**What is needed:** In the records below, pick out all lines containing the word "occurred".

= = =

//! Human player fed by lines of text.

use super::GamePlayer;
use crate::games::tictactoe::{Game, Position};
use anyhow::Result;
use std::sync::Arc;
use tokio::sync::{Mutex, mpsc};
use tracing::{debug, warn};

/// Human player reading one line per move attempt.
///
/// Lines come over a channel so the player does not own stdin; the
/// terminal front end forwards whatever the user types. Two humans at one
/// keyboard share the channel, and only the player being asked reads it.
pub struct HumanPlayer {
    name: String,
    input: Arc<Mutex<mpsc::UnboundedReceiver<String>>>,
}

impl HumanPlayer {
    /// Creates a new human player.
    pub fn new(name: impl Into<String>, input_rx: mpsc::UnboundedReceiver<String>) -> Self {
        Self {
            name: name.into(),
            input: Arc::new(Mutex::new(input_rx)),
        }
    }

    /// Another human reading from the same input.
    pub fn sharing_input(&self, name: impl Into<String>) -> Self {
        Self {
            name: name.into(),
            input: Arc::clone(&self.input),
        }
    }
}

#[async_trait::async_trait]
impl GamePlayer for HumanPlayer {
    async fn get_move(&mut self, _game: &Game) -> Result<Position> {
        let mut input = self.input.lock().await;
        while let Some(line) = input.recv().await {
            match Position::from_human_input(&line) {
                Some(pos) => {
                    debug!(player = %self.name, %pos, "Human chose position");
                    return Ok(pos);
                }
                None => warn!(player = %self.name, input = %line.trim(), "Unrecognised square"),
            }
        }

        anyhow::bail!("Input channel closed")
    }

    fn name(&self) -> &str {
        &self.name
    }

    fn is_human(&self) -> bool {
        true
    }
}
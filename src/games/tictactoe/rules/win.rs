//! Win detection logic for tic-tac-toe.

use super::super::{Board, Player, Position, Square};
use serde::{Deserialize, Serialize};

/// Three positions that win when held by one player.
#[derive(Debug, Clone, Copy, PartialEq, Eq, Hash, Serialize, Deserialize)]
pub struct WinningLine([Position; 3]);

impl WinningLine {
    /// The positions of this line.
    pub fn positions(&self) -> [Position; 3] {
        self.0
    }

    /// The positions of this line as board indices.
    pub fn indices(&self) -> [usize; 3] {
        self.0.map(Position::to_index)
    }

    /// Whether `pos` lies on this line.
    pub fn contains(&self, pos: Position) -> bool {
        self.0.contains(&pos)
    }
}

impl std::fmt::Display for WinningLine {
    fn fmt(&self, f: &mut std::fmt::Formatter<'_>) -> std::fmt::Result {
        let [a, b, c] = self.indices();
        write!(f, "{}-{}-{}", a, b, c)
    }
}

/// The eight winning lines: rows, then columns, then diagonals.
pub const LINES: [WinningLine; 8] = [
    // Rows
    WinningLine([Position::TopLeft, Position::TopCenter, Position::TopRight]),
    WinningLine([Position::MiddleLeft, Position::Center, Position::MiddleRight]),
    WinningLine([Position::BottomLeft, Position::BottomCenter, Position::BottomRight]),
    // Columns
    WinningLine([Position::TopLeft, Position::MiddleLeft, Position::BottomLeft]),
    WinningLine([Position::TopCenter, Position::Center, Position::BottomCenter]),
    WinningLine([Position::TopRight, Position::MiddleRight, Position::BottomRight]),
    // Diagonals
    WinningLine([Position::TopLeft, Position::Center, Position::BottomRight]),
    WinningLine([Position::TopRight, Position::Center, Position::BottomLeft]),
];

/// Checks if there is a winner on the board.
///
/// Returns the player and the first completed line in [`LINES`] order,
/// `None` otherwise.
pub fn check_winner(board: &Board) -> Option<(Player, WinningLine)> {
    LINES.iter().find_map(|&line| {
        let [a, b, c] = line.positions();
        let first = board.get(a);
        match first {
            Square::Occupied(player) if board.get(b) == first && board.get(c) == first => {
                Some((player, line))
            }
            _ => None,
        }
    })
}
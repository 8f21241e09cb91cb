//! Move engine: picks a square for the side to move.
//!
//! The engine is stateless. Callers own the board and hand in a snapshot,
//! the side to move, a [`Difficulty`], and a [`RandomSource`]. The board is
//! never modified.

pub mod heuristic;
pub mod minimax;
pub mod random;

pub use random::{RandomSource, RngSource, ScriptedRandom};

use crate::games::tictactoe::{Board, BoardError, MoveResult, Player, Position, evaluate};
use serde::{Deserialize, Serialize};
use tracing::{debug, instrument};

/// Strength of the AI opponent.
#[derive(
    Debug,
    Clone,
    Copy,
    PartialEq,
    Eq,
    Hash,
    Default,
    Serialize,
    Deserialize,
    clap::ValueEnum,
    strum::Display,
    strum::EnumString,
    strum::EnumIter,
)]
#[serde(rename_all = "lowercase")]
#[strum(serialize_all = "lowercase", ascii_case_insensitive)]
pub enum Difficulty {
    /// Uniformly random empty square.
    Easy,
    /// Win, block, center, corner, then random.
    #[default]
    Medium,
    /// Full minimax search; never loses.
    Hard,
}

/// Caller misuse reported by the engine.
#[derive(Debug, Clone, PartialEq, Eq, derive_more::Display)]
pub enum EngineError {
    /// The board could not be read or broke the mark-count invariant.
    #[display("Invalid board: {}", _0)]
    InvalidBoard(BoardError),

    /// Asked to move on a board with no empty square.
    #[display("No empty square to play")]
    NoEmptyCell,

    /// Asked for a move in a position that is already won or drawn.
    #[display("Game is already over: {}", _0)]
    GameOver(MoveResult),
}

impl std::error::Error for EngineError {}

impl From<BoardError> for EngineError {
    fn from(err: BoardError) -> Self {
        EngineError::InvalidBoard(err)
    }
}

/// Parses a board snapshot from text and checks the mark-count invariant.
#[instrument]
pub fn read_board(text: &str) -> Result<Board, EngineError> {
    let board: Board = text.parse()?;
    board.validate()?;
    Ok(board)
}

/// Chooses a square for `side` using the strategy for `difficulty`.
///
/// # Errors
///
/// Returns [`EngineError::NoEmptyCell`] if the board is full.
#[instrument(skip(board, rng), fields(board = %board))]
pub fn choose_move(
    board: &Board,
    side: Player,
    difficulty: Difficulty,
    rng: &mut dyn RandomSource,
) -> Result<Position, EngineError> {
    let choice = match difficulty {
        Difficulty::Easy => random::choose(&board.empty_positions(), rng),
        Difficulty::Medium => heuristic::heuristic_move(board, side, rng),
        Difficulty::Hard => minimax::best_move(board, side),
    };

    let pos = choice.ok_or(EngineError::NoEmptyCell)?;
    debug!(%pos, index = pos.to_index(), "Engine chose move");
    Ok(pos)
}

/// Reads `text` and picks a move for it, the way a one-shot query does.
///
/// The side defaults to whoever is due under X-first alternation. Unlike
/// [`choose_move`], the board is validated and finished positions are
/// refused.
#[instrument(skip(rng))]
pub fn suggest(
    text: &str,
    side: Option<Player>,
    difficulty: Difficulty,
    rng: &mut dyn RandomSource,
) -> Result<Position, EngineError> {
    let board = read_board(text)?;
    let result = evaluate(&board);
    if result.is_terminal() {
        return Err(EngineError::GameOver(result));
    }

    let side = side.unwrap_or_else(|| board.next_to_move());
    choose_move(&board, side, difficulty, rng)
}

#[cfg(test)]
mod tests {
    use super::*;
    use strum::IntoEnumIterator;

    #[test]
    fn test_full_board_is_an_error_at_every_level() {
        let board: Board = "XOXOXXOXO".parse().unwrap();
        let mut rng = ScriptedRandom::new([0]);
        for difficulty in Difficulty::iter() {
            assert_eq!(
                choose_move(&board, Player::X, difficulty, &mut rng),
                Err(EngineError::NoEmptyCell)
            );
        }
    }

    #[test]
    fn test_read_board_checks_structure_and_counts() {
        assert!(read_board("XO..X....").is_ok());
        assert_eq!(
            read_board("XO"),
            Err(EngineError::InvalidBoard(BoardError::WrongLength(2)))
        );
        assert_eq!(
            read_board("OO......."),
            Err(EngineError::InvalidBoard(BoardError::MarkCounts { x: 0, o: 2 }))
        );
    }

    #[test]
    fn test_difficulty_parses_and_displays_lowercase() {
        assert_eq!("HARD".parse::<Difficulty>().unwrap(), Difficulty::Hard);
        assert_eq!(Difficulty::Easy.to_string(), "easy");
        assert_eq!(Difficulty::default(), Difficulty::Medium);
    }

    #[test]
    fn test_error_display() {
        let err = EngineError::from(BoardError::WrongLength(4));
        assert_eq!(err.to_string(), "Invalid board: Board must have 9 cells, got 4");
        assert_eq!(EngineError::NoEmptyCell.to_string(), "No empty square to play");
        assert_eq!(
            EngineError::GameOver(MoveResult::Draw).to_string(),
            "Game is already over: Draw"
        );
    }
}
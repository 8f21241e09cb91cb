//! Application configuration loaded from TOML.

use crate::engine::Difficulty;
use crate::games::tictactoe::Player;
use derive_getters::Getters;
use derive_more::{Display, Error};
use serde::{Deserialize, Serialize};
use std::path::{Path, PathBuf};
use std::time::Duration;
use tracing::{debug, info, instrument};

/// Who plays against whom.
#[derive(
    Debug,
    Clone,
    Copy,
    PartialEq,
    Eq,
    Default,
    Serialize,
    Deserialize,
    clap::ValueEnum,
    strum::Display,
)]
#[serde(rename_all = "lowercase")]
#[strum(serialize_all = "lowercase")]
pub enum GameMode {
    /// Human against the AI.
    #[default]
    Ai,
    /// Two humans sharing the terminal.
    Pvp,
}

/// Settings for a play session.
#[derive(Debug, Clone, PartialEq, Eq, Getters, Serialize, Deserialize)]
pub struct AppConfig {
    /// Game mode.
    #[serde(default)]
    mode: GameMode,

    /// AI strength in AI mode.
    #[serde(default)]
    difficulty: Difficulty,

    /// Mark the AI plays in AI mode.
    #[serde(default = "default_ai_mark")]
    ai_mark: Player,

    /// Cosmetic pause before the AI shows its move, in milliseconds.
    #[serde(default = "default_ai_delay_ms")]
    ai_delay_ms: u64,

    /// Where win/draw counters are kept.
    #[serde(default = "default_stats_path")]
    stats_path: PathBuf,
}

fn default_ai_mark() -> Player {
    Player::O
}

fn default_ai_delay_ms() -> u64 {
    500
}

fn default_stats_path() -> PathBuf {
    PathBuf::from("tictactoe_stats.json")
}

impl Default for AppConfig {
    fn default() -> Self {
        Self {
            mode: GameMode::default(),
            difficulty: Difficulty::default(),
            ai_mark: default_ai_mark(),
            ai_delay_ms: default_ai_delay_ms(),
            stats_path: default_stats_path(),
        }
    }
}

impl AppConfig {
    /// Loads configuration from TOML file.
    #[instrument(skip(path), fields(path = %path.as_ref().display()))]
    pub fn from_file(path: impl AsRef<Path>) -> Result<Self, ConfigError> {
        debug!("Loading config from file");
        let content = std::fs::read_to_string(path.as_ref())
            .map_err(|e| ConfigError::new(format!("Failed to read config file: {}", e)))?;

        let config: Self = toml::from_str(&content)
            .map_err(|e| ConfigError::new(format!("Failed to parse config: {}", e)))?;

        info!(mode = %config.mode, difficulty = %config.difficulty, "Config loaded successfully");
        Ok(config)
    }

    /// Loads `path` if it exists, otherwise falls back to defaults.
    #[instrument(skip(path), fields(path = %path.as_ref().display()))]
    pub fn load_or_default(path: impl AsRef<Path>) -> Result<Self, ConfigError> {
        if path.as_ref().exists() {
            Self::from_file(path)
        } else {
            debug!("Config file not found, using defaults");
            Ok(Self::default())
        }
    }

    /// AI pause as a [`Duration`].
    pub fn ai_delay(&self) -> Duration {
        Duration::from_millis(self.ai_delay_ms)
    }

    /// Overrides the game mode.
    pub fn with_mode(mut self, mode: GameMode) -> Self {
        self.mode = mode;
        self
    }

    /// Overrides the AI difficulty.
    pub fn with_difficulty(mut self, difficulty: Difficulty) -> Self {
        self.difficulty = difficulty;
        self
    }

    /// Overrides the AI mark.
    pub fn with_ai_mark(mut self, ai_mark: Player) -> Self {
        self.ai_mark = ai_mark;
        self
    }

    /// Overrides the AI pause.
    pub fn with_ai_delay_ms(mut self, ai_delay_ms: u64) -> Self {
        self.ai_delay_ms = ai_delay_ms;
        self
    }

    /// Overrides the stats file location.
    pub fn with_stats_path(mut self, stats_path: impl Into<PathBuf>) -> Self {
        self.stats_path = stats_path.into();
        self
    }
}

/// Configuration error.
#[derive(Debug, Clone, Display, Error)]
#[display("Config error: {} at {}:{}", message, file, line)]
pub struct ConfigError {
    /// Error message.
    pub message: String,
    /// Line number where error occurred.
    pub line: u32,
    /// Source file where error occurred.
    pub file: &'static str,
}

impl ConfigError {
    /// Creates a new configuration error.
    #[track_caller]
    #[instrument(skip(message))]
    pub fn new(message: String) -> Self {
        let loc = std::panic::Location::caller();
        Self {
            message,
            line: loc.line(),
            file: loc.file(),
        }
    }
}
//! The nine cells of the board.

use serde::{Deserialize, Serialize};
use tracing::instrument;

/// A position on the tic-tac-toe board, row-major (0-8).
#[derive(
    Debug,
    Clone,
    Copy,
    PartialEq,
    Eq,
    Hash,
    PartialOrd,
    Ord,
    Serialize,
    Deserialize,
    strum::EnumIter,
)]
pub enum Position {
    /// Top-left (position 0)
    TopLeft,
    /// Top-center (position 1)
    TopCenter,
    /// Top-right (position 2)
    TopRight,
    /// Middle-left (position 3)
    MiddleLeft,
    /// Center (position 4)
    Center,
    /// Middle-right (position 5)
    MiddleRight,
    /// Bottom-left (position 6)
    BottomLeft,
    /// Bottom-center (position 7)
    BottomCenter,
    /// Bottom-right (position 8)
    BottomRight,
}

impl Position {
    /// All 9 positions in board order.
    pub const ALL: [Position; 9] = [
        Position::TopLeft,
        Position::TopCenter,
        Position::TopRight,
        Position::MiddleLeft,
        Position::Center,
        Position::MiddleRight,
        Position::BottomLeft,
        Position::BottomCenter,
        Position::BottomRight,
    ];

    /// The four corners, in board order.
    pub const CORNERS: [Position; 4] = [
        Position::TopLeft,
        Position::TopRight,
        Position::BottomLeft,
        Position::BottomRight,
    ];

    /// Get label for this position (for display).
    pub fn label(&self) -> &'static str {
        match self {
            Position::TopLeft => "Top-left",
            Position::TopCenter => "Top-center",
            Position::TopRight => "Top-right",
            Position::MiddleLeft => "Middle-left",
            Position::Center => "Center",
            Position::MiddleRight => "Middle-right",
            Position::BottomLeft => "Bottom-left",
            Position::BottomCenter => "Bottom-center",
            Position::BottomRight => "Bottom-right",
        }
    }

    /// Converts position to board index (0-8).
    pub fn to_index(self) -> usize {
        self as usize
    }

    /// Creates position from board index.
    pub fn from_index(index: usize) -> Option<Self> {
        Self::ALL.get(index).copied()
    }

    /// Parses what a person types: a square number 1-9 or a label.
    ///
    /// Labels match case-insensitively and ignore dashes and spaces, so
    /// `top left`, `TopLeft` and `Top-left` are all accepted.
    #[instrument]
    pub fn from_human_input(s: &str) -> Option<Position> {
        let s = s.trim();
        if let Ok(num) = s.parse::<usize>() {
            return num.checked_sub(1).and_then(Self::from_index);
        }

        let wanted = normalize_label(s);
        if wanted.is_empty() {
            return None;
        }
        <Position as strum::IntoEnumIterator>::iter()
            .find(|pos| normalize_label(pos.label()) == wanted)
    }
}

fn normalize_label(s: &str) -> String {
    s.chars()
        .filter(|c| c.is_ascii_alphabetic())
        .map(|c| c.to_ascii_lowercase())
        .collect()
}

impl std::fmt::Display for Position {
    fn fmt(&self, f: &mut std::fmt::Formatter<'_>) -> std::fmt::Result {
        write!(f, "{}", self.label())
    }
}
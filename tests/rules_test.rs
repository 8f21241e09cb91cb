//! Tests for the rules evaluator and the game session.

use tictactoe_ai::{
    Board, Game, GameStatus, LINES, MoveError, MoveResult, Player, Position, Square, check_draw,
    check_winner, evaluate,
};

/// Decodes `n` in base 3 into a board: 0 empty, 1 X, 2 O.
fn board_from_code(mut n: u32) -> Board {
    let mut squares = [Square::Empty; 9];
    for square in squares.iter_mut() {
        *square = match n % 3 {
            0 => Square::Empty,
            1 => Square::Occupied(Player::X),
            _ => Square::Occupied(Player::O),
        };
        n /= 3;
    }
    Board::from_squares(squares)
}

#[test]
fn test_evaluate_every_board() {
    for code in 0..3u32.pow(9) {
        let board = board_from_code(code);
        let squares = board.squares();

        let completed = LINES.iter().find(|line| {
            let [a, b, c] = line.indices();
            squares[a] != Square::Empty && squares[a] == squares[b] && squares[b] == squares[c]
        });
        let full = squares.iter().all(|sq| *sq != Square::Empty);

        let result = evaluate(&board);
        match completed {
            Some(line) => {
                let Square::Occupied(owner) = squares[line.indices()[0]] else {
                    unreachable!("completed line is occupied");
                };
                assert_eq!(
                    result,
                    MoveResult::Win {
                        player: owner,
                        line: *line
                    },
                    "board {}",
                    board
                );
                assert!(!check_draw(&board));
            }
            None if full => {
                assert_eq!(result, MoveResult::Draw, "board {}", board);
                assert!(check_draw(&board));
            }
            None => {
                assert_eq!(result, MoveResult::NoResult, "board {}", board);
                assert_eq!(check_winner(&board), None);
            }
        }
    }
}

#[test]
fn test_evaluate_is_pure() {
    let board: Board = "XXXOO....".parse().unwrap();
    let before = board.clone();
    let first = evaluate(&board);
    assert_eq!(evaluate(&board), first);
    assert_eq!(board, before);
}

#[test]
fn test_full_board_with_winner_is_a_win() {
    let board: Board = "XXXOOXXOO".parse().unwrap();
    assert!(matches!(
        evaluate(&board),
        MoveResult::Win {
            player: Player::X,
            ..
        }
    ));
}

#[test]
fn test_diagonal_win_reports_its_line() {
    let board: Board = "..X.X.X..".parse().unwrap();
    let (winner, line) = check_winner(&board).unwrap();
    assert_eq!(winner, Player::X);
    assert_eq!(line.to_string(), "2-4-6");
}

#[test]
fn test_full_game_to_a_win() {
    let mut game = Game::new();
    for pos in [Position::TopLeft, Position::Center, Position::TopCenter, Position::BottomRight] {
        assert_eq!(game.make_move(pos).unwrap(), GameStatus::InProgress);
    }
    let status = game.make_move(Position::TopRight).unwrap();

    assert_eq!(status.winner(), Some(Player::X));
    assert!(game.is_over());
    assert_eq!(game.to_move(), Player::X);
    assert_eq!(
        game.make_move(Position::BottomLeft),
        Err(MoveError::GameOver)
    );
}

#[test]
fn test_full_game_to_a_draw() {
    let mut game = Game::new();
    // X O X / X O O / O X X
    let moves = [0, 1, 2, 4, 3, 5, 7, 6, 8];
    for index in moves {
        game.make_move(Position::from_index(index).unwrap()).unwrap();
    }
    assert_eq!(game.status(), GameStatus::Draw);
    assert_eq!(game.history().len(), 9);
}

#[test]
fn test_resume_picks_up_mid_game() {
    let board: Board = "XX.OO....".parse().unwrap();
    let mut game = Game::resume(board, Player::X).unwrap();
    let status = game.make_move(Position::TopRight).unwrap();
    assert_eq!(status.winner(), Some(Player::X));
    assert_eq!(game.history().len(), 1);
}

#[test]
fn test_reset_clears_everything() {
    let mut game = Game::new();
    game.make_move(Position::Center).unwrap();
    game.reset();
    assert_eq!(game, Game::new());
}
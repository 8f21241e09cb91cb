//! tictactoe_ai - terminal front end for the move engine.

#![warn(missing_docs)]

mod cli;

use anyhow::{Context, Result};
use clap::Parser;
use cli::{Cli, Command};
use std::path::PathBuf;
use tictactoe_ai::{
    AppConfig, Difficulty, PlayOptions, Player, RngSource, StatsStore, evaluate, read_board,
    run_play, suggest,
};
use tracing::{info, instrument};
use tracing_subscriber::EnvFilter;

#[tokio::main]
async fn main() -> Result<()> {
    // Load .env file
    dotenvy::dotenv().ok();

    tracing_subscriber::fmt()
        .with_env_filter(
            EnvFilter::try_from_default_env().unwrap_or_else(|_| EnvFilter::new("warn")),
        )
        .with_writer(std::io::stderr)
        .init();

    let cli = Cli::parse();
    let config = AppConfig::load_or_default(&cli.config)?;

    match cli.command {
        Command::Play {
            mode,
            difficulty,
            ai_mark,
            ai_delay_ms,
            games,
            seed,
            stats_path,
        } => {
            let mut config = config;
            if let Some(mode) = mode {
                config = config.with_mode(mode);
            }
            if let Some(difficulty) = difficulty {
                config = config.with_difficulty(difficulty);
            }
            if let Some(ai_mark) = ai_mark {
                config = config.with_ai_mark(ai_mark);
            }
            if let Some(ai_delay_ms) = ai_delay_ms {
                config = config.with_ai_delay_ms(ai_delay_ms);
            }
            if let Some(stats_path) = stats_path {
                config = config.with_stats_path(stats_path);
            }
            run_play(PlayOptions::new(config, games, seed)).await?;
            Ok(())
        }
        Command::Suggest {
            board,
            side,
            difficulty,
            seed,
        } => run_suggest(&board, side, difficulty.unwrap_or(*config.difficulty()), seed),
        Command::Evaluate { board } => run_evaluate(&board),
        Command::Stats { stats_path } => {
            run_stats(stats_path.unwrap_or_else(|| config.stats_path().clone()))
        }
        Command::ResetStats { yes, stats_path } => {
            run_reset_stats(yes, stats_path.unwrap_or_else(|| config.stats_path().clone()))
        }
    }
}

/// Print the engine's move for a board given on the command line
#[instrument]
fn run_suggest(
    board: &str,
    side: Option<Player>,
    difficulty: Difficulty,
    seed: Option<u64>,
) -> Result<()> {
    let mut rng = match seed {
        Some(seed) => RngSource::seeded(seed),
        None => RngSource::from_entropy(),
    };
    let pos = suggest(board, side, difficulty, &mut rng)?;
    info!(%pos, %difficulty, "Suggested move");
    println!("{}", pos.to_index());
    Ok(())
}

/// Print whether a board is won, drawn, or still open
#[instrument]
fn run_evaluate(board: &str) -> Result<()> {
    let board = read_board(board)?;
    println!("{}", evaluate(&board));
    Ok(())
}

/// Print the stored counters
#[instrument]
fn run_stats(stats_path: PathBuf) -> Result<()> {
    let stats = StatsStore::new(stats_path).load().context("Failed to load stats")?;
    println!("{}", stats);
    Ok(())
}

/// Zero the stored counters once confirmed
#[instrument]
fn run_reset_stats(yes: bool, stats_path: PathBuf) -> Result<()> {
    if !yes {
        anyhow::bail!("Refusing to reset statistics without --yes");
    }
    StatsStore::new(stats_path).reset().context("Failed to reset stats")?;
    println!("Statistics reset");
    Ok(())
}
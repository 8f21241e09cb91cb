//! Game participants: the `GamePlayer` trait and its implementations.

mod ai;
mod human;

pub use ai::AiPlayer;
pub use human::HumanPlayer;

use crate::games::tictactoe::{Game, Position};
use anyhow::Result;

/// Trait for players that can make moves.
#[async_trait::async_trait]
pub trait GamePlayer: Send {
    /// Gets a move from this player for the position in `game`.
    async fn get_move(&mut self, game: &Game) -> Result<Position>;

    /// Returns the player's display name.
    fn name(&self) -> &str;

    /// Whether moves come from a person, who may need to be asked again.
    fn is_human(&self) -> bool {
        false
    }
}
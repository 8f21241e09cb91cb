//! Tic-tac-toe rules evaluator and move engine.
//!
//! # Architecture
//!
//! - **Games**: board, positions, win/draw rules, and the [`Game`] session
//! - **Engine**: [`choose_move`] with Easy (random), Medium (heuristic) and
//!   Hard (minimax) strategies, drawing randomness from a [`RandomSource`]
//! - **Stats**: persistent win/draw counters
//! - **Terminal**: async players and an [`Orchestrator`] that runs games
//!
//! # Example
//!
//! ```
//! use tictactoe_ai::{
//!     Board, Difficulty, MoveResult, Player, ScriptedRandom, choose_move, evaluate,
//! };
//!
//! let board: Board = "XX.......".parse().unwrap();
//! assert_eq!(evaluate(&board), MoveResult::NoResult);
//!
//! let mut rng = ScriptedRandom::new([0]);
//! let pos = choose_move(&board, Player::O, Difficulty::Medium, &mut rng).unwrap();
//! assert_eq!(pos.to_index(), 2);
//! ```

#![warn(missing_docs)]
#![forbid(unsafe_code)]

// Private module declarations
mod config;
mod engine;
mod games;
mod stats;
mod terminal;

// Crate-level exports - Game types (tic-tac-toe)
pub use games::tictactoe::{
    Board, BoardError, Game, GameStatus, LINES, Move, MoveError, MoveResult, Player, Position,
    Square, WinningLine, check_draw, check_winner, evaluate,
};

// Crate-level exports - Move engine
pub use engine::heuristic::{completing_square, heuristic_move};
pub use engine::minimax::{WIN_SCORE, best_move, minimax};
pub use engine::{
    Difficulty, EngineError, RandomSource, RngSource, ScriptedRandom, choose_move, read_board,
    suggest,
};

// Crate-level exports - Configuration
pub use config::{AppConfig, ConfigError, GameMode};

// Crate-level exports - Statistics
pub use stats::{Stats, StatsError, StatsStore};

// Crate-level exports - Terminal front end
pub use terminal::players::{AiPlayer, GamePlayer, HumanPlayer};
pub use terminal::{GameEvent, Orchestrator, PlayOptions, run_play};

= = =

**Output for this exercise:**
    /// Line number where error occurred.
    /// Source file where error occurred.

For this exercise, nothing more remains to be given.